Especialistas apontam que a nova lei do Imposto de Renda (IR), sancionada nesta quarta-feira, 26, trará impactos relevantes para o setor privado. Para além do fim da isenção dos dividendos a partir do próximo ano, que já tem movimentado tomadas de decisões, o texto impõe um prazo para deliberação dos lucros que não é compatível com a realidade contábil das empresas.

A lei que zera o Imposto de Renda às pessoas que ganham até R$ 5 mil e beneficia quem recebe até R$ 7.350, sancionada pelo presidente Luiz Inácio Lula da Silva nesta terça, retoma a tributação de dividendos após 30 anos de isenção. O texto estabelece que a partir de janeiro de 2026 o pagamento, entrega ou creditamento de lucros e dividendos de uma pessoa jurídica à pessoa física superior a R$ 50 mil estará sujeito a uma retenção de 10% de Imposto de Renda Retido na Fonte (IRRF).

Como foi confirmado pelo secretário-executivo do Ministério da Fazenda, Dario Durigan, a lei foi sancionada na íntegra por Lula, seguindo o que foi aprovado pela Câmara e pelo Senado.

O projeto garante a isenção de Imposto de Renda sobre os lucros e dividendos apurados em 2025, mas apenas se a distribuição tenha sido aprovada até 31 de dezembro – o que preocupa as empresas, uma vez que os lucros apenas são de fato reconhecidos após a virada do ano. A lei diz que o pagamento desses dividendos deve ocorrer entre 2026 e 2028.

Impactos da tributação

Logo após aprovado pelo Congresso Nacional, o texto já começou a fazer com que as empresas corressem contra o tempo para deliberar e pagar os dividendos, aproveitando a isenção antes do fim do ano. O impacto disso, segundo especialistas, é a reestruturação de capital das empresas para ter caixa e efetuar o pagamento.

“Embora muitas empresas já tenham iniciado as discussões sobre a deliberação de dividendos, com a aprovação da Lei esse movimento se intensificará, levando as empresas a discutirem com seus acionistas eventual política de remuneração dos sócios”, afirma Carlos Eduardo Orsolon, sócio do Demarest Advogados.

Para Mauricio Braga Chapinoti, sócio de Gasparini Barbosa e Freire Advogados, “as empresas terão que reestruturar seu capital, provavelmente migrando para instrumentos de dívida, para reduzir o impacto e atrair capital”.

Para os especialistas, a nova regra pode incentivar um endividamento das empresas, uma vez que a tributação sobre os juros poderá ser inferior em relação aos dividendos. Diante disso, segundo fontes ouvidas pela reportagem, bancos já estão propondo empréstimos para as empresas aumentarem o caixa e conseguirem aproveitar ainda mais os últimos dias da isenção.
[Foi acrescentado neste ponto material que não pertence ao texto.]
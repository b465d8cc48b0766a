use core::fmt;
use std::collections::BTreeMap;
use std::fmt::Display;

use k8s_openapi::api::core::v1::{ResourceRequirements, Toleration};
use schemars::JsonSchema;
use serde::{Deserialize, Serialize};

pub mod cert_manager;
pub mod v1alpha1;

pub const GROUP: &str = "goharbor.io";
pub const API_VERSION: &str = "goharbor.io/v1alpha1";

pub const CLASS_ANNOTATION: &str = "goharbor.io/operator-class";
pub const DEPENDENCY_CHECKSUM_ANNOTATION: &str = "goharbor.io/dependency-checksum";

pub const PLATFORM_NAME_LABEL: &str = "goharbor.io/platform-name";
pub const PLATFORM_NAMESPACE_LABEL: &str = "goharbor.io/platform-namespace";
pub const COMPONENT_LABEL: &str = "goharbor.io/component";

// Namespace annotations driving pull-secret provisioning and image rewriting.
pub const HARBOR_ANNOTATION: &str = "goharbor.io/harbor";
pub const PROJECT_ANNOTATION: &str = "goharbor.io/project";
pub const ROBOT_ANNOTATION: &str = "goharbor.io/robot";
pub const SERVICE_ACCOUNT_ANNOTATION: &str = "goharbor.io/service-account";
pub const REWRITING_RULES_ANNOTATION: &str = "goharbor.io/rewriting-rules";

pub const APPLIED_CONDITION: &str = "Applied";
pub const READY_CONDITION: &str = "Ready";

/// Coarse status written next to the conditions of every kind.
#[derive(Default, Deserialize, Serialize, Clone, Debug, PartialEq, Eq, JsonSchema)]
#[serde(rename_all = "lowercase")]
pub enum StatusPhase {
    #[default]
    Unknown,
    Ready,
    Fail,
}

impl Display for StatusPhase {
    fn fmt(&self, f: &mut fmt::Formatter) -> fmt::Result {
        match self {
            StatusPhase::Unknown => write!(f, "unknown"),
            StatusPhase::Ready => write!(f, "ready"),
            StatusPhase::Fail => write!(f, "fail"),
        }
    }
}

/// Status condition. Unlike the upstream meta/v1 condition it tracks when the
/// condition was last asserted in addition to when it last flipped.
#[derive(Default, Deserialize, Serialize, Clone, Debug, PartialEq, JsonSchema)]
#[serde(rename_all = "camelCase")]
pub struct Condition {
    #[serde(rename = "type")]
    pub type_: String,
    pub status: String,
    #[serde(default)]
    pub reason: String,
    #[serde(default)]
    pub message: String,
    #[serde(default, skip_serializing_if = "Option::is_none")]
    pub last_transition_time: Option<String>,
    #[serde(default, skip_serializing_if = "Option::is_none")]
    pub last_update_time: Option<String>,
    #[serde(default, skip_serializing_if = "Option::is_none")]
    pub observed_generation: Option<i64>,
}

impl Condition {
    pub fn new(type_: &str, status: bool, reason: &str, message: impl Into<String>) -> Self {
        Self {
            type_: type_.to_string(),
            status: if status { "True" } else { "False" }.to_string(),
            reason: reason.to_string(),
            message: message.into(),
            ..Default::default()
        }
    }
}

pub fn conditions_schema(_: &mut schemars::gen::SchemaGenerator) -> schemars::schema::Schema {
    serde_json::from_value(serde_json::json!({
        "type": "array",
        "x-kubernetes-list-type": "map",
        "x-kubernetes-list-map-keys": ["type"],
        "items": {
            "type": "object",
            "properties": {
                "lastTransitionTime": { "format": "date-time", "type": "string" },
                "lastUpdateTime": { "format": "date-time", "type": "string" },
                "message": { "type": "string" },
                "observedGeneration": { "type": "integer", "format": "int64", "default": 0 },
                "reason": { "type": "string" },
                "status": { "type": "string" },
                "type": { "type": "string" }
            },
            "required": [
                "status",
                "type"
            ],
        },
    }))
    .expect("static conditions schema is valid")
}

/// Status shared by every component kind.
#[derive(Deserialize, Serialize, Clone, Default, Debug, JsonSchema)]
#[serde(rename_all = "camelCase")]
pub struct ComponentStatus {
    #[serde(default)]
    #[schemars(schema_with = "conditions_schema")]
    pub conditions: Vec<Condition>,
    #[serde(default, skip_serializing_if = "Option::is_none")]
    pub observed_generation: Option<i64>,
    #[serde(default)]
    pub status: StatusPhase,
    #[serde(default, skip_serializing_if = "String::is_empty")]
    pub reason: String,
    #[serde(default, skip_serializing_if = "String::is_empty")]
    pub message: String,
    #[serde(default, skip_serializing_if = "Option::is_none")]
    pub replicas: Option<i32>,
}

/// Deployment knobs every component accepts.
#[derive(Deserialize, Serialize, Clone, Default, Debug, PartialEq, JsonSchema)]
#[serde(rename_all = "camelCase")]
pub struct ComponentSpec {
    /// Image reference; computed from the version when unset.
    #[serde(default, skip_serializing_if = "Option::is_none")]
    pub image: Option<String>,
    #[serde(default, skip_serializing_if = "Vec::is_empty")]
    pub image_pull_secrets: Vec<String>,
    #[serde(default, skip_serializing_if = "Option::is_none")]
    pub replicas: Option<i32>,
    #[serde(default, skip_serializing_if = "Option::is_none")]
    pub node_selector: Option<BTreeMap<String, String>>,
    #[serde(default, skip_serializing_if = "Vec::is_empty")]
    pub tolerations: Vec<Toleration>,
    #[serde(default, skip_serializing_if = "Option::is_none")]
    pub priority_class_name: Option<String>,
    #[serde(default, skip_serializing_if = "Option::is_none")]
    pub resources: Option<ResourceRequirements>,
    #[serde(default, skip_serializing_if = "Option::is_none")]
    pub service_account_name: Option<String>,
}

#[derive(Deserialize, Serialize, Clone, Copy, Default, Debug, PartialEq, Eq, JsonSchema)]
#[serde(rename_all = "lowercase")]
pub enum LogLevel {
    Debug,
    #[default]
    Info,
    Warning,
    Error,
    Fatal,
}

impl Display for LogLevel {
    fn fmt(&self, f: &mut fmt::Formatter) -> fmt::Result {
        match self {
            LogLevel::Debug => write!(f, "debug"),
            LogLevel::Info => write!(f, "info"),
            LogLevel::Warning => write!(f, "warning"),
            LogLevel::Error => write!(f, "error"),
            LogLevel::Fatal => write!(f, "fatal"),
        }
    }
}

/// Reference to a key of a Secret living in the same namespace.
#[derive(Deserialize, Serialize, Clone, Default, Debug, PartialEq, JsonSchema)]
#[serde(rename_all = "camelCase")]
pub struct SecretKeyRef {
    pub name: String,
    pub key: String,
}

pub fn default_version() -> String {
    "2.3.0".to_string()
}

pub fn is_valid_url(value: &str) -> bool {
    url_pattern().is_match(value)
}

fn url_pattern() -> &'static regex::Regex {
    static PATTERN: std::sync::OnceLock<regex::Regex> = std::sync::OnceLock::new();
    PATTERN.get_or_init(|| {
        regex::Regex::new(r"^https?://[^\s/$.?#].[^\s]*$").expect("static url pattern compiles")
    })
}

pub fn is_valid_version(value: &str) -> bool {
    semver::Version::parse(value).is_ok()
}

#[cfg(test)]
mod tests {
    use super::*;

    #[test]
    fn url_validation() {
        assert!(is_valid_url("http://the.dns"));
        assert!(is_valid_url("https://harbor.example.com:8443/path"));
        assert!(!is_valid_url("ftp://harbor.example.com"));
        assert!(!is_valid_url("harbor.example.com"));
    }

    #[test]
    fn version_validation() {
        assert!(is_valid_version("1.10.0"));
        assert!(!is_valid_version("invalid-semver"));
        assert!(!is_valid_version("1.10"));
    }
}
Prazo para a deliberação gera preocupação

A pressa para o pagamento decorre da previsão de isenção apenas se a distribuição for aprovada até 31 de dezembro de 2025. No entanto, o trecho é um dos principais pontos vistos com preocupação pelos tributaristas, uma vez que muitas empresas acabam fechando sua contabilidade no ano seguinte à apuração dos lucros, fazendo com que o valor total só seja definitivamente conhecido depois da virada do ano.

Os tributaristas avaliam que as empresas podem, em dezembro, arriscar na deliberação de seus lucros acumulados até então. O valor, no entanto, pode acabar se mostrando maior após o balanço contábil no ano seguinte.

Para Carlos Henrique de Oliveira, ex-presidente do Conselho Administrativo de Recursos Fiscais (Carf) e sócio do Mannrich Vasconcelos Advogados, “é uma preocupação”. Segundo ele, se não houvesse a necessidade de determinar a deliberação dos lucros apurados em 2025 até o último dia do mesmo ano, as empresas teriam o prazo legal até abril de 2026 para apurá-los. Isso geraria maior segurança sobre os valores realmente apurados.

Incompatibilidade

Outro impacto apontado por especialistas é a parte do texto que determina que após deliberados dentro do prazo, o pagamento desses dividendos deve ocorrer entre 2026 e 2028. Isso porque o trecho entra em conflito com o que diz a Lei das Sociedades Anônimas, que obriga a S.A a pagar os dividendos no mesmo exercício em que foram declarados.